Restate the records exactly. Include all of them.

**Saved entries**
BEGIN

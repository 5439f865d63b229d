use std::rc::Rc;

use loadelim_ir::{ElementAccess, FieldAccess, Graph, NodeIndex, POINTER_SIZE, Type};

use crate::alias::{Aliasing, query_object_alias, ranges_overlap};

use super::{AbstractElements, AbstractField, Element, FieldInfo};

/// How much an [`AbstractState`] is allowed to remember.
#[derive(new, Debug, Clone, Copy, PartialEq, Eq)]
pub struct StateLimits {
    /// Number of pointer-sized field slots that are tracked, starting at offset 0.
    pub max_fields: usize,
    /// Maximum number of element entries.
    pub max_elements: usize,
}

/// An immutable snapshot of the memory contents known along one effect path.
///
/// Every update returns a new state and leaves the receiver untouched. Field slots and the
/// element list are shared between snapshots through [`Rc`] and only copied when they change, so
/// deriving a state from its predecessor is cheap.
#[derive(Debug, Clone)]
pub struct AbstractState {
    limits: StateLimits,
    fields: Vec<Option<Rc<AbstractField>>>,
    elements: Option<Rc<AbstractElements>>,
}

impl AbstractState {
    /// A state that knows nothing.
    pub fn empty(limits: StateLimits) -> Self {
        Self {
            limits,
            fields: vec![None; limits.max_fields],
            elements: None,
        }
    }

    pub fn limits(&self) -> StateLimits {
        self.limits
    }

    pub fn is_empty(&self) -> bool {
        self.fields.iter().all(Option::is_none) && self.elements.is_none()
    }

    /// Number of known (object, field) pairs.
    pub fn field_count(&self) -> usize {
        self.fields.iter().flatten().map(|field| field.len()).sum()
    }

    pub fn element_count(&self) -> usize {
        self.elements.as_ref().map(|it| it.len()).unwrap_or(0)
    }

    fn tracked_slot(&self, access: &FieldAccess) -> Option<usize> {
        access.slot().filter(|slot| *slot < self.fields.len())
    }

    pub fn lookup_field(&self, object: NodeIndex, access: &FieldAccess) -> Option<&FieldInfo> {
        let slot = self.tracked_slot(access)?;
        let info = self.fields[slot].as_ref()?.lookup(object)?;
        info.representation
            .is_compatible(access.machine_type.representation)
            .then_some(info)
    }

    /// A copy of this state where `object.field` is known to hold `value`. Fields outside the
    /// tracked slots are silently forgotten.
    pub fn add_field(
        &self,
        object: NodeIndex,
        access: &FieldAccess,
        value: NodeIndex,
        ty: Type,
    ) -> Self {
        let mut that = self.clone();
        if let Some(slot) = self.tracked_slot(access) {
            let info = FieldInfo::new(value, ty, access.machine_type.representation);
            let field = match &self.fields[slot] {
                Some(field) => field.extend(object, info),
                None => AbstractField::new(object, info),
            };
            that.fields[slot] = Some(Rc::new(field));
        }
        that
    }

    /// A copy of this state without the field values a store of `access` to `object` may
    /// overwrite. Element values are kept.
    pub fn kill_field(&self, object: NodeIndex, access: &FieldAccess) -> Self {
        let mut that = self.clone();
        for (slot, field) in that.fields.iter_mut().enumerate() {
            let Some(known) = field else {
                continue;
            };
            let slot_range = slot as u32 * POINTER_SIZE..(slot as u32 + 1) * POINTER_SIZE;
            if !ranges_overlap(&access.byte_range(), &slot_range) {
                continue;
            }
            let survivors = known.retain(|other| {
                query_object_alias(other, object) == Aliasing::NoAlias
            });
            *field = (!survivors.is_empty()).then(|| Rc::new(survivors));
        }
        that
    }

    pub fn lookup_element(
        &self,
        object: NodeIndex,
        index: NodeIndex,
        access: &ElementAccess,
    ) -> Option<&Element> {
        self.elements.as_ref()?.lookup(object, index, access)
    }

    /// A copy of this state where `object[index]` is known to hold `value`.
    pub fn add_element(
        &self,
        object: NodeIndex,
        index: NodeIndex,
        access: &ElementAccess,
        value: NodeIndex,
        ty: Type,
    ) -> Self {
        if self.limits.max_elements == 0 {
            return self.clone();
        }
        let element = Element::new(object, index, value, ty, *access);
        let elements = match &self.elements {
            Some(elements) => elements.extend(element, self.limits.max_elements),
            None => AbstractElements::default().extend(element, self.limits.max_elements),
        };
        Self {
            elements: Some(Rc::new(elements)),
            ..self.clone()
        }
    }

    /// A copy of this state without the element values a store of `access` to `object[index]`
    /// may overwrite. Field values are kept.
    pub fn kill_element(
        &self,
        graph: &Graph,
        object: NodeIndex,
        index: NodeIndex,
        access: &ElementAccess,
    ) -> Self {
        let Some(elements) = &self.elements else {
            return self.clone();
        };
        let survivors = elements.kill(graph, object, index, access);
        Self {
            elements: (!survivors.is_empty()).then(|| Rc::new(survivors)),
            ..self.clone()
        }
    }

    /// The knowledge common to all `states`: an entry survives only if every state knows the
    /// same value node for it.
    ///
    /// # Panics
    /// If `states` is empty.
    pub fn merge(states: &[Rc<AbstractState>]) -> AbstractState {
        let (first, rest) = states
            .split_first()
            .expect("Merging requires at least one state");
        let mut merged = AbstractState::clone(first);

        for (slot, field) in merged.fields.iter_mut().enumerate() {
            for state in rest {
                let Some(current) = field.as_ref() else {
                    break;
                };
                match state.fields.get(slot).and_then(Option::as_ref) {
                    Some(other) if Rc::ptr_eq(current, other) => {}
                    Some(other) => {
                        let intersection = current.merge(other);
                        *field = (!intersection.is_empty()).then(|| Rc::new(intersection));
                    }
                    None => *field = None,
                }
            }
        }

        for state in rest {
            let Some(current) = merged.elements.as_ref() else {
                break;
            };
            match &state.elements {
                Some(other) if Rc::ptr_eq(current, other) => {}
                Some(other) => {
                    let intersection = current.merge(other);
                    merged.elements = (!intersection.is_empty()).then(|| Rc::new(intersection));
                }
                None => merged.elements = None,
            }
        }

        merged
    }
}

fn shared_eq<T: PartialEq>(lhs: &Option<Rc<T>>, rhs: &Option<Rc<T>>) -> bool {
    match (lhs, rhs) {
        (None, None) => true,
        (Some(lhs), Some(rhs)) => Rc::ptr_eq(lhs, rhs) || **lhs == **rhs,
        _ => false,
    }
}

impl PartialEq for AbstractState {
    fn eq(&self, other: &Self) -> bool {
        let slots = self.fields.len().max(other.fields.len());
        let fields_eq = (0..slots).all(|slot| {
            let lhs = self.fields.get(slot).cloned().flatten();
            let rhs = other.fields.get(slot).cloned().flatten();
            shared_eq(&lhs, &rhs)
        });
        fields_eq && shared_eq(&self.elements, &other.elements)
    }
}

impl Eq for AbstractState {}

END

**RESULT FOR THIS EXERCISE**
repository 5439f865d63b229d
use std::rc::Rc;

use loadelim_ir::{ElementAccess, FieldAccess, Graph, NodeIndex, POINTER_SIZE, Type};

use crate::alias::{Aliasing, query_object_alias, ranges_overlap};

use super::{AbstractElements, AbstractField, Element, FieldInfo};

/// How much an [`AbstractState`] is allowed to remember.
#[derive(new, Debug, Clone, Copy, PartialEq, Eq)]
pub struct StateLimits {
    /// Number of pointer-sized field slots that are tracked, starting at offset 0.
    pub max_fields: usize,
    /// Maximum number of element entries.
    pub max_elements: usize,
}

/// An immutable snapshot of the memory contents known along one effect path.
///
/// Every update returns a new state and leaves the receiver untouched. Field slots and the
/// element list are shared between snapshots through [`Rc`] and only copied when they change, so
/// deriving a state from its predecessor is cheap.
#[derive(Debug, Clone)]
pub struct AbstractState {
    limits: StateLimits,
    fields: Vec<Option<Rc<AbstractField>>>,
    elements: Option<Rc<AbstractElements>>,
}

impl AbstractState {
    /// A state that knows nothing.
    pub fn empty(limits: StateLimits) -> Self {
        Self {
            limits,
            fields: vec![None; limits.max_fields],
            elements: None,
        }
    }

    pub fn limits(&self) -> StateLimits {
        self.limits
    }

    pub fn is_empty(&self) -> bool {
        self.fields.iter().all(Option::is_none) && self.elements.is_none()
    }

    /// Number of known (object, field) pairs.
    pub fn field_count(&self) -> usize {
        self.fields.iter().flatten().map(|field| field.len()).sum()
    }

    pub fn element_count(&self) -> usize {
        self.elements.as_ref().map(|it| it.len()).unwrap_or(0)
    }

    fn tracked_slot(&self, access: &FieldAccess) -> Option<usize> {
        access.slot().filter(|slot| *slot < self.fields.len())
    }

    pub fn lookup_field(&self, object: NodeIndex, access: &FieldAccess) -> Option<&FieldInfo> {
        let slot = self.tracked_slot(access)?;
        let info = self.fields[slot].as_ref()?.lookup(object)?;
        info.representation
            .is_compatible(access.machine_type.representation)
            .then_some(info)
    }

    /// A copy of this state where `object.field` is known to hold `value`. Fields outside the
    /// tracked slots are silently forgotten.
    pub fn add_field(
        &self,
        object: NodeIndex,
        access: &FieldAccess,
        value: NodeIndex,
        ty: Type,
    ) -> Self {
        let mut that = self.clone();
        if let Some(slot) = self.tracked_slot(access) {
            let info = FieldInfo::new(value, ty, access.machine_type.representation);
            let field = match &self.fields[slot] {
                Some(field) => field.extend(object, info),
                None => AbstractField::new(object, info),
            };
            that.fields[slot] = Some(Rc::new(field));
        }
        that
    }

    /// A copy of this state without the field values a store of `access` to `object` may
    /// overwrite. Element values are kept.
    pub fn kill_field(&self, object: NodeIndex, access: &FieldAccess) -> Self {
        let mut that = self.clone();
        for (slot, field) in that.fields.iter_mut().enumerate() {
            let Some(known) = field else {
                continue;
            };
            let slot_range = slot as u32 * POINTER_SIZE..(slot as u32 + 1) * POINTER_SIZE;
            if !ranges_overlap(&access.byte_range(), &slot_range) {
                continue;
            }
            let survivors = known.retain(|other| {
                query_object_alias(other, object) == Aliasing::NoAlias
            });
            *field = (!survivors.is_empty()).then(|| Rc::new(survivors));
        }
        that
    }

    pub fn lookup_element(
        &self,
        object: NodeIndex,
        index: NodeIndex,
        access: &ElementAccess,
    ) -> Option<&Element> {
        self.elements.as_ref()?.lookup(object, index, access)
    }

    /// A copy of this state where `object[index]` is known to hold `value`.
    pub fn add_element(
        &self,
        object: NodeIndex,
        index: NodeIndex,
        access: &ElementAccess,
        value: NodeIndex,
        ty: Type,
    ) -> Self {
        if self.limits.max_elements == 0 {
            return self.clone();
        }
        let element = Element::new(object, index, value, ty, *access);
        let elements = match &self.elements {
            Some(elements) => elements.extend(element, self.limits.max_elements),
            None => AbstractElements::default().extend(element, self.limits.max_elements),
        };
        Self {
            elements: Some(Rc::new(elements)),
            ..self.clone()
        }
    }

    /// A copy of this state without the element values a store of `access` to `object[index]`
    /// may overwrite. Field values are kept.
    pub fn kill_element(
        &self,
        graph: &Graph,
        object: NodeIndex,
        index: NodeIndex,
        access: &ElementAccess,
    ) -> Self {
        let Some(elements) = &self.elements else {
            return self.clone();
        };
        let survivors = elements.kill(graph, object, index, access);
        Self {
            elements: (!survivors.is_empty()).then(|| Rc::new(survivors)),
            ..self.clone()
        }
    }

    /// The knowledge common to all `states`: an entry survives only if every state knows the
    /// same value node for it.
    ///
    /// # Panics
    /// If `states` is empty.
    pub fn merge(states: &[Rc<AbstractState>]) -> AbstractState {
        let (first, rest) = states
            .split_first()
            .expect("Merging requires at least one state");
        let mut merged = AbstractState::clone(first);

        for (slot, field) in merged.fields.iter_mut().enumerate() {
            for state in rest {
                let Some(current) = field.as_ref() else {
                    break;
                };
                match state.fields.get(slot).and_then(Option::as_ref) {
                    Some(other) if Rc::ptr_eq(current, other) => {}
                    Some(other) => {
                        let intersection = current.merge(other);
                        *field = (!intersection.is_empty()).then(|| Rc::new(intersection));
                    }
                    None => *field = None,
                }
            }
        }

        for state in rest {
            let Some(current) = merged.elements.as_ref() else {
                break;
            };
            match &state.elements {
                Some(other) if Rc::ptr_eq(current, other) => {}
                Some(other) => {
                    let intersection = current.merge(other);
                    merged.elements = (!intersection.is_empty()).then(|| Rc::new(intersection));
                }
                None => merged.elements = None,
            }
        }

        merged
    }
}

fn shared_eq<T: PartialEq>(lhs: &Option<Rc<T>>, rhs: &Option<Rc<T>>) -> bool {
    match (lhs, rhs) {
        (None, None) => true,
        (Some(lhs), Some(rhs)) => Rc::ptr_eq(lhs, rhs) || **lhs == **rhs,
        _ => false,
    }
}

impl PartialEq for AbstractState {
    fn eq(&self, other: &Self) -> bool {
        let slots = self.fields.len().max(other.fields.len());
        let fields_eq = (0..slots).all(|slot| {
            let lhs = self.fields.get(slot).cloned().flatten();
            let rhs = other.fields.get(slot).cloned().flatten();
            shared_eq(&lhs, &rhs)
        });
        fields_eq && shared_eq(&self.elements, &other.elements)
    }
}

impl Eq for AbstractState {}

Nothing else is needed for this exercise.